Memories of childhood maltreatment affect mental health more than the abuse itself

Kanas Chan
04 Aug 2023
maltreatment menories
Young adults with memories of childhood maltreatment have a greater number of depressive or anxiety episodes in adulthood vs those with official court records but not memories of such maltreatment, a large longitudinal study has found.

“A self-reported history [ie, memories] of childhood maltreatment is associated with an unfavourable course of mood disorders,” wrote the researchers. “To alleviate the large health burden of mood disorders, it is important to better understand the origins and mechanisms of these associations.”

The researchers prospectively included individuals with court-substantiated records of childhood physical or sexual abuse and/or neglect (before the age of 12 years) in 1967–1971 (n=908) and demographically matched controls (n=667), and followed them up until 40 years of age. [JAMA Psychiatry 2023;doi:10.1001/jamapsychiatry.2023.2140]

Objective childhood maltreatment experience was prospectively measured through official court records, whereas subjective experience was measured through retrospective self-report of childhood maltreatment at a mean age of 29 years (n=1,196; female, 48.7 percent). The number of depressive and anxiety episodes was measured at mean ages of 39 years and 41 years. The collected data were analyzed between October 2021 and April 2022.

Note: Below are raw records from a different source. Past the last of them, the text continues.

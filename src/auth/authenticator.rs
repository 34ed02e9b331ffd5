//! Wallet-signature authentication.
//!
//! # Responsibilities
//! - Build the sign-in message embedding a server-issued nonce
//! - Recover the signing address from (message, signature) via EIP-191
//! - Consume the nonce atomically, defeating replay of valid signatures
//! - Create or load the account and issue a session
//!
//! The nonce is consumed even when the signature alone would verify: a
//! well-formed, previously-used message must never authenticate twice.

use std::sync::Arc;

use alloy::primitives::Address;
use alloy::signers::Signature;
use thiserror::Error;

use crate::accounts::AccountStore;
use crate::auth::nonce::{IssuedNonce, NonceRegistry};
use crate::auth::session::{Session, SessionStore};

/// Authentication failure modes.
#[derive(Debug, Error)]
pub enum AuthError {
    /// Recovered signer does not equal the claimed address.
    #[error("Signature does not match the claimed address")]
    SignatureMismatch,

    /// Nonce is expired, already consumed, or was never issued.
    #[error("Nonce is expired, already consumed, or unknown")]
    NonceInvalid,

    /// Message or signature is not in the expected shape.
    #[error("Malformed sign-in message: {0}")]
    MalformedMessage(String),
}

/// Verifies signed challenges and establishes sessions.
pub struct WalletAuthenticator {
    domain: String,
    nonces: Arc<NonceRegistry>,
    accounts: Arc<AccountStore>,
    sessions: Arc<SessionStore>,
}

impl WalletAuthenticator {
    pub fn new(
        domain: String,
        nonces: Arc<NonceRegistry>,
        accounts: Arc<AccountStore>,
        sessions: Arc<SessionStore>,
    ) -> Self {
        Self {
            domain,
            nonces,
            accounts,
            sessions,
        }
    }

    /// Issue a nonce and build the message the wallet must sign.
    pub fn challenge(&self, address: Address) -> (IssuedNonce, String) {
        let nonce = self.nonces.issue(address);
        let message = self.login_message(address, &nonce);
        (nonce, message)
    }

    /// The sign-in message for an issued nonce.
    pub fn login_message(&self, address: Address, nonce: &IssuedNonce) -> String {
        format!(
            "{domain} wants you to sign in with your wallet:\n\
             {address}\n\
             \n\
             Nonce: {value}\n\
             Issued At: {issued_at}\n\
             Expires At: {expires_at}",
            domain = self.domain,
            address = address,
            value = nonce.value,
            issued_at = nonce.issued_at,
            expires_at = nonce.expires_at,
        )
    }

    /// Verify a signed challenge and establish a session.
    pub fn verify(
        &self,
        claimed: &str,
        message: &str,
        signature: &str,
    ) -> Result<Session, AuthError> {
        let claimed_address: Address = claimed
            .parse()
            .map_err(|_| AuthError::MalformedMessage("invalid wallet address".to_string()))?;

        let (message_address, nonce_value) = parse_message(message)?;
        if message_address != claimed_address {
            return Err(AuthError::MalformedMessage(
                "message is not addressed to the claimed wallet".to_string(),
            ));
        }

        let signature: Signature = signature
            .parse()
            .map_err(|_| AuthError::MalformedMessage("signature is not 65-byte hex".to_string()))?;

        // EIP-191 personal-message recovery; address equality is byte
        // equality, which already normalizes checksum casing.
        let recovered = signature
            .recover_address_from_msg(message.as_bytes())
            .map_err(|_| AuthError::SignatureMismatch)?;
        if recovered != claimed_address {
            tracing::debug!(
                claimed = %claimed_address,
                recovered = %recovered,
                "Signature recovery mismatch"
            );
            return Err(AuthError::SignatureMismatch);
        }

        // Consume last: a failed consume invalidates an otherwise valid
        // signature, which is exactly what defeats replay.
        if !self.nonces.consume(&claimed_address, &nonce_value) {
            return Err(AuthError::NonceInvalid);
        }

        let account = self.accounts.get_or_create(claimed_address);
        let session = self.sessions.create(&account);
        tracing::info!(
            account_id = %account.id,
            address = %claimed_address,
            "Wallet authenticated"
        );
        Ok(session)
    }
}

/// Extract the wallet address and nonce from a sign-in message.
fn parse_message(message: &str) -> Result<(Address, String), AuthError> {
    let mut lines = message.lines();
    let _header = lines
        .next()
        .filter(|line| line.ends_with("wants you to sign in with your wallet:"))
        .ok_or_else(|| AuthError::MalformedMessage("missing sign-in header".to_string()))?;

    let address: Address = lines
        .next()
        .and_then(|line| line.trim().parse().ok())
        .ok_or_else(|| AuthError::MalformedMessage("missing wallet address".to_string()))?;

    let nonce = lines
        .find_map(|line| line.strip_prefix("Nonce: "))
        .ok_or_else(|| AuthError::MalformedMessage("missing nonce".to_string()))?;
    if nonce.is_empty() {
        return Err(AuthError::MalformedMessage("empty nonce".to_string()));
    }

    Ok((address, nonce.to_string()))
}

#[cfg(test)]
mod tests {
    use super::*;
    use alloy::signers::local::PrivateKeySigner;
    use alloy::signers::SignerSync;

    // Well-known test private key (Anvil's first account)
    const TEST_PRIVATE_KEY: &str =
        "ac0974bec39a17e36ba4a6b4d238ff944bacb478cbed5efcae784d7bf4f2ff80";

    fn test_authenticator() -> (WalletAuthenticator, PrivateKeySigner) {
        let signer: PrivateKeySigner = TEST_PRIVATE_KEY.parse().unwrap();
        let authenticator = WalletAuthenticator::new(
            "inkgate.test".to_string(),
            Arc::new(NonceRegistry::new(300)),
            Arc::new(AccountStore::new(None)),
            Arc::new(SessionStore::new(3600)),
        );
        (authenticator, signer)
    }

    fn sign(signer: &PrivateKeySigner, message: &str) -> String {
        let signature = signer.sign_message_sync(message.as_bytes()).unwrap();
        format!("0x{}", alloy::hex::encode(signature.as_bytes()))
    }

    #[test]
    fn test_happy_path() {
        let (authenticator, signer) = test_authenticator();
        let address = signer.address();

        let (_, message) = authenticator.challenge(address);
        let signature = sign(&signer, &message);

        let session = authenticator
            .verify(&address.to_string(), &message, &signature)
            .unwrap();
        assert_eq!(session.address, address);
    }

    #[test]
    fn test_lowercase_address_accepted() {
        let (authenticator, signer) = test_authenticator();
        let address = signer.address();

        let (_, message) = authenticator.challenge(address);
        let signature = sign(&signer, &message);

        let claimed = address.to_string().to_lowercase();
        assert!(authenticator.verify(&claimed, &message, &signature).is_ok());
    }

    #[test]
    fn test_replay_rejected() {
        let (authenticator, signer) = test_authenticator();
        let address = signer.address();

        let (_, message) = authenticator.challenge(address);
        let signature = sign(&signer, &message);
        let claimed = address.to_string();

        assert!(authenticator.verify(&claimed, &message, &signature).is_ok());
        // Identical, still well-formed message fails on nonce consumption
        let replay = authenticator.verify(&claimed, &message, &signature);
        assert!(matches!(replay, Err(AuthError::NonceInvalid)));
    }

    #[test]
    fn test_wrong_claimed_address() {
        let (authenticator, signer) = test_authenticator();
        let address = signer.address();

        let (_, message) = authenticator.challenge(address);
        let signature = sign(&signer, &message);

        // Message embeds the signer address, claim someone else's wallet
        let other = Address::repeat_byte(0x42).to_string();
        let result = authenticator.verify(&other, &message, &signature);
        assert!(matches!(result, Err(AuthError::MalformedMessage(_))));
    }

    #[test]
    fn test_signature_from_other_key() {
        let (authenticator, signer) = test_authenticator();
        let address = signer.address();

        let (_, message) = authenticator.challenge(address);
        let other_signer = PrivateKeySigner::random();
        let signature = sign(&other_signer, &message);

        let result = authenticator.verify(&address.to_string(), &message, &signature);
        assert!(matches!(result, Err(AuthError::SignatureMismatch)));
    }

    #[test]
    fn test_malformed_inputs() {
        let (authenticator, signer) = test_authenticator();
        let address = signer.address();
        let (_, message) = authenticator.challenge(address);
        let signature = sign(&signer, &message);
        let claimed = address.to_string();

        assert!(matches!(
            authenticator.verify("0xnope", &message, &signature),
            Err(AuthError::MalformedMessage(_))
        ));
        assert!(matches!(
            authenticator.verify(&claimed, "not a login message", &signature),
            Err(AuthError::MalformedMessage(_))
        ));
        assert!(matches!(
            authenticator.verify(&claimed, &message, "0x1234"),
            Err(AuthError::MalformedMessage(_))
        ));
    }

    #[test]
    fn test_tampered_message_fails() {
        let (authenticator, signer) = test_authenticator();
        let address = signer.address();

        let (nonce, message) = authenticator.challenge(address);
        let signature = sign(&signer, &message);

        // Swap the signed nonce for a different value; recovery then yields
        // a different address than the claim
        let tampered = message.replace(&nonce.value, "deadbeef");
        let result = authenticator.verify(&address.to_string(), &tampered, &signature);
        assert!(matches!(result, Err(AuthError::SignatureMismatch)));
    }
}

Results showed that individuals with both objective and subjective measures of childhood maltreatment had greater numbers of depressive (incidence rate ratio [IRR], 2.28; 95 percent confidence interval [CI], 1.65–3.15) or anxiety (IRR, 2.30; 95 percent CI, 1.54–3.15) episodes vs controls, as did those with subjective-only measures (depression: IRR, 1.49; 95 percent CI, 1.02–2.18) (anxiety: IRR, 1.58; 95 percent CI, 0.99–2.52).

Notably, individuals with subjective measures of childhood maltreatment had greater numbers of depressive (IRR, 1.75; 95 percent CI, 1.39–2.21) or anxiety (IRR, 1.87; 95 percent CI, 1.40–2.50) episodes vs those with objective-only measures.

In contrast, individuals with objective-only experiences had no significant differences in numbers of depressive (IRR, 1.37; 95 percent CI, 0.89–2.11) or anxiety (IRR, 1.40; 95 percent CI, 0.84–2.31) episodes vs controls.

“The associations seen in this study between childhood maltreatment and poor course of mood disorders over the subsequent decade were largely attributable to the subjective measures,” commented the researchers.

“Our study reveals that how a person perceives and remembers experiences of childhood abuse or neglect has greater implications on future emotional disorders than the experience itself,” said Professor Andrea Danese of The Institute of Psychiatry, Psychology & Neuroscience at King’s College London, London, UK. “A better understanding of how memories of childhood maltreatment are maintained and exacerbated over time, and of how the memories affect daily functioning, could provide new insights for development of effective interventions.”

“The clinical implications of these findings are that, even in the absence of documented evidence of childhood maltreatment, clinicians can use information provided by their patients to identify those at greater risk for a subsequent poor course of emotional disorders,” highlighted Danese.

Additionally, early interventions that help individuals cope with memories of childhood maltreatment may prevent mood disorders later in life.